Een werkgever kan de arbeidsovereenkomst met een werknemer opzeggen als daar een redelijke grond voor is en herplaatsing niet mogelijk is of niet in de rede ligt. Het vervallen van arbeidsplaatsen wegens bedrijfseconomische noodzaak is een van de in de wet genoemde redelijke gronden. Voor opzegging op deze grond heeft de werkgever toestemming van het UWV nodig.
De kantonrechter kan op verzoek van de werknemer de werkgever, die met toestemming van het UWV heeft opgezegd, veroordelen tot herstel van de arbeidsovereenkomst. De kantonrechter moet de opzegging dan toetsen aan de Ontslagregeling. Van belang daarbij is dat werkgever de ruimte moet hebben om de onderneming zo in te richten dat het voortbestaan ook op langere termijn verzekerd is. De Ontslagregeling omvat onder meer het afspiegelingsbeginsel. Dat bepaalt dat per leeftijdsgroep binnen een categorie uitwisselbare functies de werknemers met het kortste dienstverband het eerst voor ontslag in aanmerking komen. Het aantal werknemers dat per leeftijdsgroep voor ontslag in aanmerking komt dient zoveel mogelijk overeen te komen met de onderlinge verhouding van het aantal werknemers in elk van de leeftijdsgroepen binnen de betreffende categorie uitwisselbare functies.
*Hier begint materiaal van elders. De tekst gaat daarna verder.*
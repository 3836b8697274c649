//! Route board: every route with its service status at a given time

use chrono::NaiveTime;
use domain::{Route, ServiceStatus};

use super::TransitDataStore;

/// A route and whether it is running
#[derive(Debug, Clone, Copy)]
pub struct RouteBoardEntry<'a> {
    /// The route
    pub route: &'a Route,
    /// Status at the board's time
    pub status: ServiceStatus,
}

impl RouteBoardEntry<'_> {
    /// One-line summary followed by the status label
    #[must_use]
    pub fn line(&self) -> String {
        format!("{} · {}", self.route.format_summary(), self.status)
    }
}

/// All routes in load order with their status at `at`
#[must_use]
pub fn route_board(store: &TransitDataStore, at: NaiveTime) -> Vec<RouteBoardEntry<'_>> {
    store
        .routes()
        .iter()
        .map(|route| RouteBoardEntry {
            route,
            status: route.status_at(at),
        })
        .collect()
}

#[cfg(test)]
mod tests {
    use super::*;
    use crate::test_support::bhopal_network;

    fn at(h: u32, m: u32) -> NaiveTime {
        NaiveTime::from_hms_opt(h, m, 0).unwrap()
    }

    #[test]
    fn early_morning_only_first_routes_run() {
        let store = bhopal_network();
        let statuses: Vec<ServiceStatus> =
            route_board(&store, at(6, 15)).iter().map(|e| e.status).collect();
        assert_eq!(
            statuses,
            [
                ServiceStatus::Active,
                ServiceStatus::Inactive,
                ServiceStatus::Inactive,
                ServiceStatus::Active
            ]
        );
    }

    #[test]
    fn late_evening_only_station_connector_runs() {
        let store = bhopal_network();
        let active: Vec<&str> = route_board(&store, at(22, 30))
            .iter()
            .filter(|e| e.status == ServiceStatus::Active)
            .map(|e| e.route.number())
            .collect();
        assert_eq!(active, ["104"]);
    }

    #[test]
    fn line_ends_with_status() {
        let store = bhopal_network();
        let board = route_board(&store, at(12, 0));
        assert!(board[0].line().starts_with("🚌 101 City Circle"));
        assert!(board[0].line().ends_with(&ServiceStatus::Active.to_string()));
    }
}
//! Maps configuration: place service credentials and map defaults

use std::fmt;

use integration_places::PlacesConfig;
use secrecy::{ExposeSecret, SecretString};
use serde::{Deserialize, Serialize};

use super::GeoLocationConfig;

/// Highest zoom level a map widget accepts
pub const MAX_ZOOM: u8 = 22;

/// Map and place service configuration
///
/// `api_key` is the only credential the app needs. It unlocks both the map
/// widget and place search; without it both degrade to a notice.
#[derive(Clone, Serialize, Deserialize)]
pub struct MapsAppConfig {
    /// Maps/places API key (sensitive - uses SecretString)
    #[serde(default, skip_serializing)]
    pub api_key: Option<SecretString>,

    /// Place service base URL
    #[serde(default = "default_base_url")]
    pub base_url: String,

    /// Request timeout in seconds (default: 10)
    #[serde(default = "default_timeout_secs")]
    pub timeout_secs: u64,

    /// Country code place results are restricted to (default: "in")
    #[serde(default = "default_country_filter")]
    pub country_filter: String,

    /// Maximum place suggestions (default: 5)
    #[serde(default = "default_autocomplete_limit")]
    pub autocomplete_limit: u8,

    /// Place cache TTL in minutes, 0 disables (default: 60)
    #[serde(default = "default_cache_ttl_minutes")]
    pub cache_ttl_minutes: u32,

    /// Minimum gap between place requests in milliseconds (default: 500)
    #[serde(default = "default_min_request_interval_ms")]
    pub min_request_interval_ms: u64,

    /// Initial map centre
    #[serde(default = "default_center")]
    pub center: GeoLocationConfig,

    /// Initial zoom level (default: 13)
    #[serde(default = "default_zoom")]
    pub zoom: u8,
}

impl fmt::Debug for MapsAppConfig {
    fn fmt(&self, f: &mut fmt::Formatter<'_>) -> fmt::Result {
        f.debug_struct("MapsAppConfig")
            .field(
                "api_key",
                &if self.api_key.is_some() {
                    Some("[REDACTED]")
                } else {
                    None
                },
            )
            .field("base_url", &self.base_url)
            .field("timeout_secs", &self.timeout_secs)
            .field("country_filter", &self.country_filter)
            .field("autocomplete_limit", &self.autocomplete_limit)
            .field("cache_ttl_minutes", &self.cache_ttl_minutes)
            .field("min_request_interval_ms", &self.min_request_interval_ms)
            .field("center", &self.center)
            .field("zoom", &self.zoom)
            .finish()
    }
}

fn default_base_url() -> String {
    "https://us1.locationiq.com/v1".to_string()
}

const fn default_timeout_secs() -> u64 {
    10
}

fn default_country_filter() -> String {
    "in".to_string()
}

const fn default_autocomplete_limit() -> u8 {
    5
}

const fn default_cache_ttl_minutes() -> u32 {
    60
}

const fn default_min_request_interval_ms() -> u64 {
    500
}

const fn default_center() -> GeoLocationConfig {
    GeoLocationConfig {
        latitude: 23.2599,
        longitude: 77.4126,
    }
}

const fn default_zoom() -> u8 {
    13
}

impl Default for MapsAppConfig {
    fn default() -> Self {
        Self {
            api_key: None,
            base_url: default_base_url(),
            timeout_secs: default_timeout_secs(),
            country_filter: default_country_filter(),
            autocomplete_limit: default_autocomplete_limit(),
            cache_ttl_minutes: default_cache_ttl_minutes(),
            min_request_interval_ms: default_min_request_interval_ms(),
            center: default_center(),
            zoom: default_zoom(),
        }
    }
}

impl MapsAppConfig {
    /// Get the API key as a string reference (for API calls)
    #[must_use]
    pub fn api_key_str(&self) -> Option<&str> {
        self.api_key
            .as_ref()
            .map(ExposeSecret::expose_secret)
            .filter(|key| !key.trim().is_empty())
    }

    /// Convert to `integration_places::PlacesConfig`
    #[must_use]
    pub fn to_places_config(&self) -> PlacesConfig {
        PlacesConfig {
            api_key: self.api_key_str().map(str::to_string),
            base_url: self.base_url.clone(),
            timeout_secs: self.timeout_secs,
            country_filter: self.country_filter.clone(),
            autocomplete_limit: self.autocomplete_limit,
            cache_ttl_minutes: self.cache_ttl_minutes,
            min_request_interval_ms: self.min_request_interval_ms,
        }
    }

    /// Validate the configuration
    ///
    /// # Errors
    ///
    /// Returns an error if the configuration is invalid.
    pub fn validate(&self) -> Result<(), String> {
        self.to_places_config()
            .validate()
            .map_err(|e| format!("maps.{e}"))?;

        if self.center.to_geo_location().is_none() {
            return Err(format!(
                "maps.center is out of range: {}, {}",
                self.center.latitude, self.center.longitude
            ));
        }

        if self.zoom > MAX_ZOOM {
            return Err(format!("maps.zoom must be {MAX_ZOOM} or less"));
        }

        Ok(())
    }
}
//! Property-based and scenario tests for stop suggestions, route matching
//! and the journey search session

use std::sync::Arc;

use application::{Endpoint, JourneySearch, PlaceCandidate, TransitDataStore, find_routes, suggest};
use domain::{
    GeoLocation, KnownStop, Route, Stop,
    value_objects::{Fare, OperatingHours, RouteColor, RouteId, Schedule, StopId},
};
use proptest::prelude::*;

// ============================================================================
// Generators
// ============================================================================

const NAME_WORDS: &[&str] = &[
    "City", "Bus", "Stand", "Railway", "Station", "Market", "Area", "College", "Square",
    "Hospital", "MP", "Nagar", "Lake", "View",
];

fn make_stop(index: usize, name: &str) -> KnownStop {
    KnownStop::new(
        StopId::parse(format!("S{index}")).unwrap(),
        name,
        format!("C{index:03}"),
        GeoLocation::new_unchecked(23.2 + index as f64 * 0.001, 77.4),
    )
}

fn make_route(index: usize, stops: &[usize]) -> Route {
    Route::new(
        RouteId::parse(format!("R{index}")).unwrap(),
        format!("Route {index}"),
        format!("{}", 100 + index),
        RouteColor::default_marker(),
        stops
            .iter()
            .map(|s| StopId::parse(format!("S{s}")).unwrap())
            .collect(),
        Schedule::new(15, OperatingHours::parse("06:00", "22:00").unwrap()).unwrap(),
        Fare::from_minor_units(1000),
    )
}

fn stop_names() -> impl Strategy<Value = Vec<String>> {
    prop::collection::vec(
        prop::collection::vec(prop::sample::select(NAME_WORDS), 1..4).prop_map(|w| w.join(" ")),
        0..12,
    )
}

fn stops_from(names: &[String]) -> Vec<KnownStop> {
    names
        .iter()
        .enumerate()
        .map(|(i, n)| make_stop(i, n))
        .collect()
}

/// Eight stops and up to six routes over them
fn network() -> impl Strategy<Value = Vec<Route>> {
    prop::collection::vec(prop::collection::vec(0usize..8, 1..5), 0..6).prop_map(|paths| {
        paths
            .iter()
            .enumerate()
            .map(|(i, p)| make_route(i, p))
            .collect()
    })
}

fn stop_at(index: usize) -> Stop {
    make_stop(index, &format!("Stop {index}")).into()
}

fn ids(routes: &[&Route]) -> Vec<String> {
    routes.iter().map(|r| r.id().to_string()).collect()
}

// ============================================================================
// Suggestion Properties
// ============================================================================

mod suggestion_tests {
    use super::*;

    proptest! {
        #[test]
        fn empty_query_suggests_nothing(names in stop_names()) {
            let stops = stops_from(&names);
            prop_assert!(suggest("", &stops).is_empty());
        }

        #[test]
        fn every_suggestion_contains_query(names in stop_names(), query in "[a-zA-Z ]{1,6}") {
            let stops = stops_from(&names);
            prop_assume!(!query.trim().is_empty());
            for stop in suggest(&query, &stops) {
                prop_assert!(stop.name().to_lowercase().contains(&query.to_lowercase()));
            }
        }

        #[test]
        fn suggestions_are_a_subsequence(names in stop_names(), query in "[a-zA-Z]{1,3}") {
            let stops = stops_from(&names);
            let suggested = suggest(&query, &stops);
            let mut remaining = stops.iter();
            for stop in suggested {
                prop_assert!(remaining.any(|s| s.id() == stop.id()));
            }
        }

        #[test]
        fn suggest_is_idempotent(names in stop_names(), query in "[a-zA-Z]{1,3}") {
            let stops = stops_from(&names);
            let first: Vec<&StopId> = suggest(&query, &stops).iter().map(|s| s.id()).collect();
            let second: Vec<&StopId> = suggest(&query, &stops).iter().map(|s| s.id()).collect();
            prop_assert_eq!(first, second);
        }
    }
}

// ============================================================================
// Route Matching Properties
// ============================================================================

mod route_matching_tests {
    use super::*;

    proptest! {
        #[test]
        fn matching_is_symmetric(routes in network(), a in 0usize..8, b in 0usize..8) {
            let (a, b) = (stop_at(a), stop_at(b));
            let forward = ids(&find_routes(Some(&a), Some(&b), &routes));
            let backward = ids(&find_routes(Some(&b), Some(&a), &routes));
            prop_assert_eq!(forward, backward);
        }

        #[test]
        fn same_endpoint_gives_routes_through_it(routes in network(), a in 0usize..8) {
            let stop = stop_at(a);
            let expected: Vec<String> = routes
                .iter()
                .filter(|r| r.serves(stop.id()))
                .map(|r| r.id().to_string())
                .collect();
            prop_assert_eq!(ids(&find_routes(Some(&stop), Some(&stop), &routes)), expected);
        }

        #[test]
        fn every_match_serves_both(routes in network(), a in 0usize..8, b in 0usize..8) {
            let (a, b) = (stop_at(a), stop_at(b));
            let found = find_routes(Some(&a), Some(&b), &routes);
            for route in &found {
                prop_assert!(route.serves(a.id()) && route.serves(b.id()));
            }
            let shared = routes.iter().filter(|r| r.serves(a.id()) && r.serves(b.id())).count();
            prop_assert_eq!(found.len(), shared);
        }

        #[test]
        fn unset_side_matches_nothing(routes in network(), a in 0usize..8) {
            let stop = stop_at(a);
            prop_assert!(find_routes(Some(&stop), None, &routes).is_empty());
            prop_assert!(find_routes(None, Some(&stop), &routes).is_empty());
        }
    }
}

// ============================================================================
// Journey Scenarios
// ============================================================================

mod scenario_tests {
    use super::*;

    fn small_network() -> Arc<TransitDataStore> {
        let stops = vec![
            make_stop(1, "City Bus Stand"),
            make_stop(2, "Railway Station"),
            make_stop(3, "Government Hospital"),
            make_stop(4, "College Square"),
        ];
        let routes = vec![make_route(1, &[1, 2, 4]), make_route(2, &[1, 3, 4])];
        Arc::new(TransitDataStore::new(stops, routes, Vec::new()).unwrap())
    }

    #[test]
    fn bus_stand_to_railway_station_takes_first_route() {
        let mut search = JourneySearch::new(small_network());
        search
            .select_stop(Endpoint::Origin, &StopId::parse("S1").unwrap())
            .unwrap();
        search
            .select_stop(Endpoint::Destination, &StopId::parse("S2").unwrap())
            .unwrap();

        assert!(search.search());
        let routes = search.results().unwrap();
        assert_eq!(ids(&routes), ["R1"]);
    }

    #[test]
    fn typing_rail_suggests_railway_station() {
        let mut search = JourneySearch::new(small_network());
        search.type_query(Endpoint::Origin, "Rail");
        let names: Vec<&str> = search
            .suggestions(Endpoint::Origin)
            .iter()
            .map(|s| s.name())
            .collect();
        assert_eq!(names, ["Railway Station"]);
    }

    #[test]
    fn external_origin_finds_no_routes() {
        let mut search = JourneySearch::new(small_network());
        search.select_place(
            Endpoint::Origin,
            PlaceCandidate::new("New Market, Bhopal", GeoLocation::new_unchecked(23.2336, 77.4007)),
        );
        search
            .select_stop(Endpoint::Destination, &StopId::parse("S4").unwrap())
            .unwrap();

        assert!(search.search());
        assert_eq!(search.results().map(|r| r.len()), Some(0));
    }
}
Wanneer sprake is van uitwisselbare functies, is uitgewerkt in de Ontslagregeling. Bij de beoordeling van de uitwisselbaarheid van functies gaat het om een objectieve vergelijking van de functies.
Hof Arnhem-Leeuwarden heeft onlangs geoordeeld in een zaak waarin de werkgever was veroordeeld tot herstel van de dienstbetrekking van een bij een reorganisatie ontslagen werknemer. De werkgever heeft het afspiegelingsbeginsel ten onrechte niet toegepast, aangezien het om uitwisselbare functies ging. Bij toepassing van het afspiegelingsbeginsel zou een andere werknemer zijn ontslagen wegens een korter dienstverband. Volgens het hof heeft de kantonrechter het verzoek tot herstel terecht toegewezen. De opzegging van de arbeidsovereenkomst is in strijd met de wet wegens het ontbreken van een redelijke grond.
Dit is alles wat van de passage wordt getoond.